Even though I plan to reinsert those 2,500 words at a more strategic point in the story, it still feels like a step backward, even though I know I had to go back so things can move forward better and faster.
I frustrate myself all the time: I know what I need to do, and often I know how to do it, but a little piece of me just up and refuses to do it. I probably lingered a month knowing that I needed to excise those scenes before I pulled the proverbial trigger. And now I’ve only tinkered around the edges of resuming the story instead of plowing ahead.

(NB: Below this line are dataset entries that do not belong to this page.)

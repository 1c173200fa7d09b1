use opsgen_core::ir::{Constraints, ParamType, ParameterDescriptor};

/// Map a `ParamType` to its PowerShell type literal.
///
/// Arrays use the declared item type when one is known: `integer` items give
/// `[long[]]`, anything unrecognised falls back to `[string[]]`.
pub fn ps_type(param_type: ParamType, constraints: Option<&Constraints>) -> String {
    match param_type {
        ParamType::String => "[string]".to_string(),
        ParamType::Integer => "[long]".to_string(),
        ParamType::Float => "[double]".to_string(),
        ParamType::Boolean => "[bool]".to_string(),
        ParamType::StringArray => {
            let item = constraints.and_then(|c| c.item_type.as_deref());
            match item {
                Some("integer") => "[long[]]",
                Some("number") => "[double[]]",
                Some("boolean") => "[bool[]]",
                _ => "[string[]]",
            }
            .to_string()
        }
        ParamType::Object => "[object]".to_string(),
        ParamType::StringMap => "[hashtable]".to_string(),
        ParamType::Switch => "[switch]".to_string(),
    }
}

/// Quote a value as a PowerShell single-quoted string.
pub fn ps_quote(value: &str) -> String {
    format!("'{}'", value.replace('\'', "''"))
}

/// Attribute lines placed above a parameter declaration, outermost first.
pub fn attributes(param: &ParameterDescriptor) -> Vec<String> {
    let mut attrs = vec![if param.required {
        "[Parameter(Mandatory = $true)]".to_string()
    } else {
        "[Parameter()]".to_string()
    }];

    if param.required && matches!(param.param_type, ParamType::String) {
        attrs.push("[ValidateNotNullOrEmpty()]".to_string());
    }

    let Some(c) = param.constraints.as_ref() else {
        return attrs;
    };

    if !c.enum_values.is_empty() {
        let values: Vec<String> = c.enum_values.iter().map(|v| ps_quote(v)).collect();
        attrs.push(format!("[ValidateSet({})]", values.join(", ")));
    }

    if param.param_type == ParamType::String {
        if let Some(pattern) = &c.pattern {
            // ValidatePattern ignores case unless told otherwise
            attrs.push(format!(
                "[ValidatePattern({})]",
                ps_quote(&format!("(?-i){pattern}"))
            ));
        }
        if c.min_length.is_some() || c.max_length.is_some() {
            let min = c.min_length.unwrap_or(0);
            let max = c
                .max_length
                .map_or_else(|| "[int]::MaxValue".to_string(), |m| m.to_string());
            attrs.push(format!("[ValidateLength({min}, {max})]"));
        }
    }

    if let Some(range) = validate_range(param.param_type, c) {
        attrs.push(range);
    }

    attrs
}

fn validate_range(param_type: ParamType, c: &Constraints) -> Option<String> {
    let bound_type = match param_type {
        ParamType::Integer => "[long]",
        ParamType::Float => "[double]",
        _ => return None,
    };
    if c.minimum.is_none() && c.maximum.is_none() {
        return None;
    }
    let integer = param_type == ParamType::Integer;
    let min = match c.minimum {
        Some(v) if integer => format!("{}", v.ceil() as i64),
        Some(v) => format!("{v}"),
        None => format!("{bound_type}::MinValue"),
    };
    let max = match c.maximum {
        Some(v) if integer => format!("{}", v.floor() as i64),
        Some(v) => format!("{v}"),
        None => format!("{bound_type}::MaxValue"),
    };
    Some(format!("[ValidateRange({min}, {max})]"))
}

It’s like at some point I finally realized that I am the boss of me but then decided the purpose of my life is to defy the boss. The novel could have been written, polished and published years ago, but that obstinate little rascal in the back of my brain goes, “Sez you,” and parks himself in from of the TV or picks up the guitar or writes books of essays and prose poems or anything except writing, polishing or publishing the novel.
Who is this guy? I now have almost 20 years recorded on various iterations of this blog bemoaning my tendency to procrastinate, and while I’m pleased to say I’ve procrastinated my way to publishing 12 books as an author and nine more as an editor, the original idea was to write and publish 12-21 novels. And don’t get me started on the “learning how to market my books, making a plan and executing that plan” part of the equation.
Yawn. I’m bored with this part of me. I’m going to set the whine down and fire up the story teller guy for a while.